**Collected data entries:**
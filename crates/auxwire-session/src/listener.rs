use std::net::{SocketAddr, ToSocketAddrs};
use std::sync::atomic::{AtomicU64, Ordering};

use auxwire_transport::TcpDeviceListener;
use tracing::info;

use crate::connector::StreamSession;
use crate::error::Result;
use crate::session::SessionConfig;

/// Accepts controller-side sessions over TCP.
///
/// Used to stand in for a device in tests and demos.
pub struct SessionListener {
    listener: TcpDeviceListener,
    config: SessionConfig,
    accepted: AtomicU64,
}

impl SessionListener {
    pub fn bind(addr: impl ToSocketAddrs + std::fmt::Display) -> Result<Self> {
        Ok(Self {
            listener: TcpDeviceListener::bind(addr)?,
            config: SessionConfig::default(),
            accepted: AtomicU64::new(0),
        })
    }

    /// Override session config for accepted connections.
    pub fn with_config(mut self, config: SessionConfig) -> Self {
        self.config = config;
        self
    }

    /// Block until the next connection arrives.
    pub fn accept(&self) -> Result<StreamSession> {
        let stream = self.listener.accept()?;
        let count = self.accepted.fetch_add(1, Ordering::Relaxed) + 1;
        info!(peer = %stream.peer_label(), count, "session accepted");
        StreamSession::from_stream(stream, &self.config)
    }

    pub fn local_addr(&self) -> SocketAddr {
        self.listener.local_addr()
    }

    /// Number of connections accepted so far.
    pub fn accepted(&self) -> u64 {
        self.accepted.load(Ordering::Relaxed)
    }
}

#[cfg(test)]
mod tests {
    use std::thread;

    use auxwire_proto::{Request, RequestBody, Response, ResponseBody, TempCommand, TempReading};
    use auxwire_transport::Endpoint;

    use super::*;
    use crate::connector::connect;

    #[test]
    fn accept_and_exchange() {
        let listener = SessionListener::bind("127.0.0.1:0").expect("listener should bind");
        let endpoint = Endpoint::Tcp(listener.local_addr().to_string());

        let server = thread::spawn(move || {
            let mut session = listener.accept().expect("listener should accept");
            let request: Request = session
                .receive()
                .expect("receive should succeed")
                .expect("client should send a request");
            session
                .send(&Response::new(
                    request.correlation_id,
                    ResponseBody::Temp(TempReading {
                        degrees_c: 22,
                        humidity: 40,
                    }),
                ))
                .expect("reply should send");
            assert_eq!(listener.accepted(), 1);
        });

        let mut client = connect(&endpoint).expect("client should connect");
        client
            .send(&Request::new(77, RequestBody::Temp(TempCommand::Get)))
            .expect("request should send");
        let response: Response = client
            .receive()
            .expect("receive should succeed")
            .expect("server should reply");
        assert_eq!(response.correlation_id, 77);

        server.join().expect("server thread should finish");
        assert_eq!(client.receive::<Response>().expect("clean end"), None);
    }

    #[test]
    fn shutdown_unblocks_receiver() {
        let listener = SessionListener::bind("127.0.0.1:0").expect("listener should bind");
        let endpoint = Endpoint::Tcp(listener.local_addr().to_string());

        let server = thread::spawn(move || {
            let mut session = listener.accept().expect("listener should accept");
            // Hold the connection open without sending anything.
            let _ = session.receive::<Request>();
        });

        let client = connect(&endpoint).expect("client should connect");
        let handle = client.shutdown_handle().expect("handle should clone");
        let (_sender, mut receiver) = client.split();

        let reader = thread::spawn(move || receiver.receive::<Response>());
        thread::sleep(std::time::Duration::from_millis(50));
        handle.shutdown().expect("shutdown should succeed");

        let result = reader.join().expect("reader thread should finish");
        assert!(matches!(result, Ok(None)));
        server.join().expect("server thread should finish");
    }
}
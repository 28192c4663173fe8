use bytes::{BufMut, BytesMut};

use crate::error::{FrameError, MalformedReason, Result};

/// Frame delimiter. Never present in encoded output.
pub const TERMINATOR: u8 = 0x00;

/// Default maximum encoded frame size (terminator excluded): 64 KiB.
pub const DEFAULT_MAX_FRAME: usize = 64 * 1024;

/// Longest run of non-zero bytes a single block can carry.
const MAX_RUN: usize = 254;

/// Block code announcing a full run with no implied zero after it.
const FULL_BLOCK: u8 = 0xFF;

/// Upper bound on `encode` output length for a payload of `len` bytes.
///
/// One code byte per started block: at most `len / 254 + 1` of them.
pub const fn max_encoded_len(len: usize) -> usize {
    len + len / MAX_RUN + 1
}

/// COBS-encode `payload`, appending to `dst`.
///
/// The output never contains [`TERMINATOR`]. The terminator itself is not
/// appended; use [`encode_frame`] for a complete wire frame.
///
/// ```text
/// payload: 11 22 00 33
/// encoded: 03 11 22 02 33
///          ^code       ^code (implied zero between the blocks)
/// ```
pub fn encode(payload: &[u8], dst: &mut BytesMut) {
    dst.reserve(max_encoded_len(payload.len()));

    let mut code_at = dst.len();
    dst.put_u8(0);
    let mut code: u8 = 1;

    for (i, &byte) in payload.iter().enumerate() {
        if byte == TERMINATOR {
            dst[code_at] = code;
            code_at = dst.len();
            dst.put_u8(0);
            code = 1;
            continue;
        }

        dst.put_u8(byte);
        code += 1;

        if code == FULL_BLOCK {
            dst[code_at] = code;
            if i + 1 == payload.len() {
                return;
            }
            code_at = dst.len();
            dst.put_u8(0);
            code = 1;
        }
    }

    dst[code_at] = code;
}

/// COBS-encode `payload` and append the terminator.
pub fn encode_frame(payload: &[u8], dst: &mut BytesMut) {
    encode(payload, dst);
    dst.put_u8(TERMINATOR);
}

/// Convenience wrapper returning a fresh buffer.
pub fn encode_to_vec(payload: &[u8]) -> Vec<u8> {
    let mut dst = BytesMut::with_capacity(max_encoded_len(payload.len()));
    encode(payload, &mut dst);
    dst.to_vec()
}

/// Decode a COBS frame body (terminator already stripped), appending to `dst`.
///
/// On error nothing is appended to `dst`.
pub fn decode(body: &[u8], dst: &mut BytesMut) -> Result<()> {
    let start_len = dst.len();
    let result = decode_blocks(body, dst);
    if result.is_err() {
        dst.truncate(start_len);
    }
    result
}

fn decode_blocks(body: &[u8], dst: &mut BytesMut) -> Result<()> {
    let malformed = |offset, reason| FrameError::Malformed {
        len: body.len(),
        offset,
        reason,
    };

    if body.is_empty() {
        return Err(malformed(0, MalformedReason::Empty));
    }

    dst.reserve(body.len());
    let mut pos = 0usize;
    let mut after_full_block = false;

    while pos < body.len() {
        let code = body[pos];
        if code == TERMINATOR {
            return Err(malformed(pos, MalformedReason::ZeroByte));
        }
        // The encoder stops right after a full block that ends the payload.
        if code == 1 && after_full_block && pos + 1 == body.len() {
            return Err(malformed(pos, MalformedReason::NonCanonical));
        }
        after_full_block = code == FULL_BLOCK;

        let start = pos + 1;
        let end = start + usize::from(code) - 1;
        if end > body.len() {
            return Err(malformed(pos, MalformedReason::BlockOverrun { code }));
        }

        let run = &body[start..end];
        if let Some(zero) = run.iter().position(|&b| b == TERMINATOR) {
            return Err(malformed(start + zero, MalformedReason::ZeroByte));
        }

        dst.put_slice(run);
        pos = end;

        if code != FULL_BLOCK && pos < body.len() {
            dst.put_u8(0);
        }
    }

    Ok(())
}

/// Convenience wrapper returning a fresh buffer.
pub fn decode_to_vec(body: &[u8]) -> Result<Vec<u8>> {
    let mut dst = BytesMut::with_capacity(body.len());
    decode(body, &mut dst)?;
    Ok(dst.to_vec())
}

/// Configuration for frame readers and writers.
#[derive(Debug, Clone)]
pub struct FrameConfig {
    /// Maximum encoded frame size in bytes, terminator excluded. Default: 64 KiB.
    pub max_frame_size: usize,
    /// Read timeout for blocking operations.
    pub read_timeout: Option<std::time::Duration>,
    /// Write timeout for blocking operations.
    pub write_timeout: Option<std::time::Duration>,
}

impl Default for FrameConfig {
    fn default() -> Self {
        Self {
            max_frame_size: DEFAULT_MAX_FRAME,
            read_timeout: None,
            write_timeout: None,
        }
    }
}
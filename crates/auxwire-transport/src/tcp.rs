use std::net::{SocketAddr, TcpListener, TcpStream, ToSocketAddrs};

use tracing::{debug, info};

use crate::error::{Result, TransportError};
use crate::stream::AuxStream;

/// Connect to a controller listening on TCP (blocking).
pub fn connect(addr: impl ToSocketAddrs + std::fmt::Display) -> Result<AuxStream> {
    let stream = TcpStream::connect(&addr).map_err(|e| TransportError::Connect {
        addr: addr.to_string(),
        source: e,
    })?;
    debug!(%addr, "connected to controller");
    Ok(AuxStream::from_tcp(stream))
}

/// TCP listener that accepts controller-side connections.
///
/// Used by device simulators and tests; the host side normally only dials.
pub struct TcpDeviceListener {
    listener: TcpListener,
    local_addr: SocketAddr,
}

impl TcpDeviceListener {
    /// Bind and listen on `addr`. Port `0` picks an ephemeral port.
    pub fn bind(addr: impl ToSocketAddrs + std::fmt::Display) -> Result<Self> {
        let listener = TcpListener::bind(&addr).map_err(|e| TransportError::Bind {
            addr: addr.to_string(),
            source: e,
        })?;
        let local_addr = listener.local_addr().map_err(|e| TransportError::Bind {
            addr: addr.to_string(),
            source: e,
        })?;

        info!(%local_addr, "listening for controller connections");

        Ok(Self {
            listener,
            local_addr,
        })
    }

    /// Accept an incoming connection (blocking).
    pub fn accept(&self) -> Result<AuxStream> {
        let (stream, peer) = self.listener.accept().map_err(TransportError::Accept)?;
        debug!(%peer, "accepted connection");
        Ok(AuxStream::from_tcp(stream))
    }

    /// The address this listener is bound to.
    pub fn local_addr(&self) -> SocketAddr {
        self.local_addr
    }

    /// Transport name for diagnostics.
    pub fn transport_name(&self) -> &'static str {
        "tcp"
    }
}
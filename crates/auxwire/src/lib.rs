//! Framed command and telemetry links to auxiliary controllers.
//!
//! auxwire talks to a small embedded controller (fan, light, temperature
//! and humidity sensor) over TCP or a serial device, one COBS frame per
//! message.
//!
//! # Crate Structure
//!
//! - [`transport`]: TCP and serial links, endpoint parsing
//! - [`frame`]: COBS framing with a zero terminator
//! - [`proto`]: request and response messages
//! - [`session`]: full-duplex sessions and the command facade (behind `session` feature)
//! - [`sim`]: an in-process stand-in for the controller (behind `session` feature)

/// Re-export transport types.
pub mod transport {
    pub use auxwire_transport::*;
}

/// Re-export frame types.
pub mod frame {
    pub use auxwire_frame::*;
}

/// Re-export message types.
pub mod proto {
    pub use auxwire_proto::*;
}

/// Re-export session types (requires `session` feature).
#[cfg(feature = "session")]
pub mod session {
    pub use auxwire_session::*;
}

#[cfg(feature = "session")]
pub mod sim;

**AIM OF THE TASK:**
Determine which lines above include the word "succeed", and report those lines in full.

**RESPONSE TO THE TASK:**
                .expect("receive should succeed")
            .expect("receive should succeed")
        handle.shutdown().expect("shutdown should succeed");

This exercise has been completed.